Dataset records →
::::

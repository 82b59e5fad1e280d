//! Database connection management
//!
//! The connection manager holds at most one active pool, the configuration
//! that opened it, and the remembered default configuration used for
//! auto-connect.

use crate::config::ConnectionSettings;
use crate::{Result, ServerError};
use sqlx::mysql::{MySqlConnectOptions, MySqlPool, MySqlPoolOptions, MySqlSslMode};
use sqlx::Connection;
use std::time::{Duration, Instant};
use tracing::{debug, info, warn};

/// Pool acquire timeout; the only timeout layer beyond what sqlx enforces.
/// Also bounds a failed connect, since the pool retries refused connections
/// until this deadline.
const ACQUIRE_TIMEOUT: Duration = Duration::from_secs(10);

/// Manager for the single active MySQL connection pool
pub struct ConnectionManager {
    pool: Option<MySqlPool>,
    current: Option<ConnectionSettings>,
    default: Option<ConnectionSettings>,
    auto_connect: bool,
}

impl ConnectionManager {
    /// Create a new, disconnected connection manager
    pub fn new() -> Self {
        Self {
            pool: None,
            current: None,
            default: None,
            auto_connect: false,
        }
    }

    /// Create a manager with a default configuration and auto-connect enabled
    pub fn with_default(settings: ConnectionSettings) -> Self {
        Self {
            pool: None,
            current: None,
            default: Some(settings),
            auto_connect: true,
        }
    }

    /// Check if a pool is currently active
    pub fn is_connected(&self) -> bool {
        self.pool.is_some()
    }

    /// Check if auto-connect is enabled
    pub fn auto_connect_enabled(&self) -> bool {
        self.auto_connect
    }

    /// Get the configuration of the active pool, if connected
    pub fn current_settings(&self) -> Option<&ConnectionSettings> {
        self.current.as_ref()
    }

    /// Open a new pool from the given settings
    ///
    /// Any existing pool is closed first, so a reconnect never leaks the
    /// previous pool. The new pool is only stored after a liveness check
    /// (acquire one connection, ping, release) succeeds.
    pub async fn connect(&mut self, settings: ConnectionSettings) -> Result<()> {
        settings.validate()?;

        if let Some(old_pool) = self.pool.take() {
            info!("Closing existing connection pool before reconnecting");
            old_pool.close().await;
        }
        self.current = None;

        debug!("Opening connection pool for {}", settings.masked_summary());

        let mut options = MySqlConnectOptions::new()
            .host(&settings.host)
            .port(settings.port)
            .username(&settings.user)
            .password(&settings.password)
            .ssl_mode(if settings.ssl {
                MySqlSslMode::Required
            } else {
                MySqlSslMode::Disabled
            });

        if let Some(database) = &settings.database {
            options = options.database(database);
        }

        let pool = MySqlPoolOptions::new()
            .max_connections(settings.connection_limit)
            .acquire_timeout(ACQUIRE_TIMEOUT)
            .connect_lazy_with(options);

        // Liveness check before declaring the pool usable
        match pool.acquire().await {
            Ok(mut conn) => {
                if let Err(e) = conn.ping().await {
                    drop(conn);
                    pool.close().await;
                    return Err(ServerError::connect_failed(e));
                }
            }
            Err(e) => {
                pool.close().await;
                return Err(ServerError::connect_failed(e));
            }
        }

        info!("Connected to {}", settings.masked_summary());
        self.pool = Some(pool);
        self.current = Some(settings);
        Ok(())
    }

    /// Connect and remember the settings as the default for auto-connect
    pub async fn setup_persistent(&mut self, settings: ConnectionSettings) -> Result<()> {
        self.connect(settings.clone()).await?;

        self.default = Some(settings);
        self.auto_connect = true;
        info!("Stored default connection configuration, auto-connect enabled");
        Ok(())
    }

    /// Get the active pool, auto-connecting first if possible
    ///
    /// A failed auto-connect is logged and leaves the manager disconnected,
    /// so a later operation can retry; the caller then sees the same
    /// not-connected failure as without a default configuration.
    pub async fn ensure_connected(&mut self) -> Result<&MySqlPool> {
        if self.pool.is_none() && self.auto_connect {
            if let Some(default) = self.default.clone() {
                info!(
                    "Auto-connecting with default configuration {}",
                    default.masked_summary()
                );
                if let Err(e) = self.connect(default).await {
                    warn!("Auto-connect failed: {}", e.user_message());
                }
            }
        }

        self.pool.as_ref().ok_or_else(ServerError::not_connected)
    }

    /// Close the pool and clear the active connection state
    ///
    /// Idempotent; the default configuration and auto-connect flag survive
    /// so a later operation can reconnect automatically.
    pub async fn disconnect(&mut self) -> Result<()> {
        if let Some(pool) = self.pool.take() {
            info!("Closing connection pool");
            pool.close().await;
        } else {
            debug!("Disconnect requested with no active pool");
        }

        self.current = None;
        Ok(())
    }

    /// Build a multi-line status report, including a live health check
    ///
    /// Never fails: health-check problems are reported inside the text.
    pub async fn status_report(&self) -> String {
        let mut lines = vec!["MySQL Connection Status".to_string()];

        lines.push(format!(
            "  Connected: {}",
            if self.pool.is_some() { "yes" } else { "no" }
        ));
        lines.push(format!(
            "  Auto-connect: {}",
            if self.auto_connect { "enabled" } else { "disabled" }
        ));

        if let (Some(pool), Some(settings)) = (&self.pool, &self.current) {
            lines.push(format!("  Host: {}", settings.host));
            lines.push(format!("  Port: {}", settings.port));
            lines.push(format!(
                "  Database: {}",
                settings.database.as_deref().unwrap_or("(none)")
            ));
            lines.push(format!("  User: {}", settings.user));

            let started = Instant::now();
            let health = match pool.acquire().await {
                Ok(mut conn) => match conn.ping().await {
                    Ok(()) => format!("ok ({}ms)", started.elapsed().as_millis()),
                    Err(e) => format!("failed ({})", e),
                },
                Err(e) => format!("failed ({})", e),
            };
            lines.push(format!("  Health check: {}", health));
        }

        lines.join("\n")
    }
}

impl Default for ConnectionManager {
    fn default() -> Self {
        Self::new()
    }
}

::::

Required action →
Produce a word-for-word restatement of all the records.

Response to this task →
repository 82b59e5fad1e280d
//! Database connection management
//!
//! The connection manager holds at most one active pool, the configuration
//! that opened it, and the remembered default configuration used for
//! auto-connect.

use crate::config::ConnectionSettings;
use crate::{Result, ServerError};
use sqlx::mysql::{MySqlConnectOptions, MySqlPool, MySqlPoolOptions, MySqlSslMode};
use sqlx::Connection;
use std::time::{Duration, Instant};
use tracing::{debug, info, warn};

/// Pool acquire timeout; the only timeout layer beyond what sqlx enforces.
/// Also bounds a failed connect, since the pool retries refused connections
/// until this deadline.
const ACQUIRE_TIMEOUT: Duration = Duration::from_secs(10);

/// Manager for the single active MySQL connection pool
pub struct ConnectionManager {
    pool: Option<MySqlPool>,
    current: Option<ConnectionSettings>,
    default: Option<ConnectionSettings>,
    auto_connect: bool,
}

impl ConnectionManager {
    /// Create a new, disconnected connection manager
    pub fn new() -> Self {
        Self {
            pool: None,
            current: None,
            default: None,
            auto_connect: false,
        }
    }

    /// Create a manager with a default configuration and auto-connect enabled
    pub fn with_default(settings: ConnectionSettings) -> Self {
        Self {
            pool: None,
            current: None,
            default: Some(settings),
            auto_connect: true,
        }
    }

    /// Check if a pool is currently active
    pub fn is_connected(&self) -> bool {
        self.pool.is_some()
    }

    /// Check if auto-connect is enabled
    pub fn auto_connect_enabled(&self) -> bool {
        self.auto_connect
    }

    /// Get the configuration of the active pool, if connected
    pub fn current_settings(&self) -> Option<&ConnectionSettings> {
        self.current.as_ref()
    }

    /// Open a new pool from the given settings
    ///
    /// Any existing pool is closed first, so a reconnect never leaks the
    /// previous pool. The new pool is only stored after a liveness check
    /// (acquire one connection, ping, release) succeeds.
    pub async fn connect(&mut self, settings: ConnectionSettings) -> Result<()> {
        settings.validate()?;

        if let Some(old_pool) = self.pool.take() {
            info!("Closing existing connection pool before reconnecting");
            old_pool.close().await;
        }
        self.current = None;

        debug!("Opening connection pool for {}", settings.masked_summary());

        let mut options = MySqlConnectOptions::new()
            .host(&settings.host)
            .port(settings.port)
            .username(&settings.user)
            .password(&settings.password)
            .ssl_mode(if settings.ssl {
                MySqlSslMode::Required
            } else {
                MySqlSslMode::Disabled
            });

        if let Some(database) = &settings.database {
            options = options.database(database);
        }

        let pool = MySqlPoolOptions::new()
            .max_connections(settings.connection_limit)
            .acquire_timeout(ACQUIRE_TIMEOUT)
            .connect_lazy_with(options);

        // Liveness check before declaring the pool usable
        match pool.acquire().await {
            Ok(mut conn) => {
                if let Err(e) = conn.ping().await {
                    drop(conn);
                    pool.close().await;
                    return Err(ServerError::connect_failed(e));
                }
            }
            Err(e) => {
                pool.close().await;
                return Err(ServerError::connect_failed(e));
            }
        }

        info!("Connected to {}", settings.masked_summary());
        self.pool = Some(pool);
        self.current = Some(settings);
        Ok(())
    }

    /// Connect and remember the settings as the default for auto-connect
    pub async fn setup_persistent(&mut self, settings: ConnectionSettings) -> Result<()> {
        self.connect(settings.clone()).await?;

        self.default = Some(settings);
        self.auto_connect = true;
        info!("Stored default connection configuration, auto-connect enabled");
        Ok(())
    }

    /// Get the active pool, auto-connecting first if possible
    ///
    /// A failed auto-connect is logged and leaves the manager disconnected,
    /// so a later operation can retry; the caller then sees the same
    /// not-connected failure as without a default configuration.
    pub async fn ensure_connected(&mut self) -> Result<&MySqlPool> {
        if self.pool.is_none() && self.auto_connect {
            if let Some(default) = self.default.clone() {
                info!(
                    "Auto-connecting with default configuration {}",
                    default.masked_summary()
                );
                if let Err(e) = self.connect(default).await {
                    warn!("Auto-connect failed: {}", e.user_message());
                }
            }
        }

        self.pool.as_ref().ok_or_else(ServerError::not_connected)
    }

    /// Close the pool and clear the active connection state
    ///
    /// Idempotent; the default configuration and auto-connect flag survive
    /// so a later operation can reconnect automatically.
    pub async fn disconnect(&mut self) -> Result<()> {
        if let Some(pool) = self.pool.take() {
            info!("Closing connection pool");
            pool.close().await;
        } else {
            debug!("Disconnect requested with no active pool");
        }

        self.current = None;
        Ok(())
    }

    /// Build a multi-line status report, including a live health check
    ///
    /// Never fails: health-check problems are reported inside the text.
    pub async fn status_report(&self) -> String {
        let mut lines = vec!["MySQL Connection Status".to_string()];

        lines.push(format!(
            "  Connected: {}",
            if self.pool.is_some() { "yes" } else { "no" }
        ));
        lines.push(format!(
            "  Auto-connect: {}",
            if self.auto_connect { "enabled" } else { "disabled" }
        ));

        if let (Some(pool), Some(settings)) = (&self.pool, &self.current) {
            lines.push(format!("  Host: {}", settings.host));
            lines.push(format!("  Port: {}", settings.port));
            lines.push(format!(
                "  Database: {}",
                settings.database.as_deref().unwrap_or("(none)")
            ));
            lines.push(format!("  User: {}", settings.user));

            let started = Instant::now();
            let health = match pool.acquire().await {
                Ok(mut conn) => match conn.ping().await {
                    Ok(()) => format!("ok ({}ms)", started.elapsed().as_millis()),
                    Err(e) => format!("failed ({})", e),
                },
                Err(e) => format!("failed ({})", e),
            };
            lines.push(format!("  Health check: {}", health));
        }

        lines.join("\n")
    }
}

impl Default for ConnectionManager {
    fn default() -> Self {
        Self::new()
    }
}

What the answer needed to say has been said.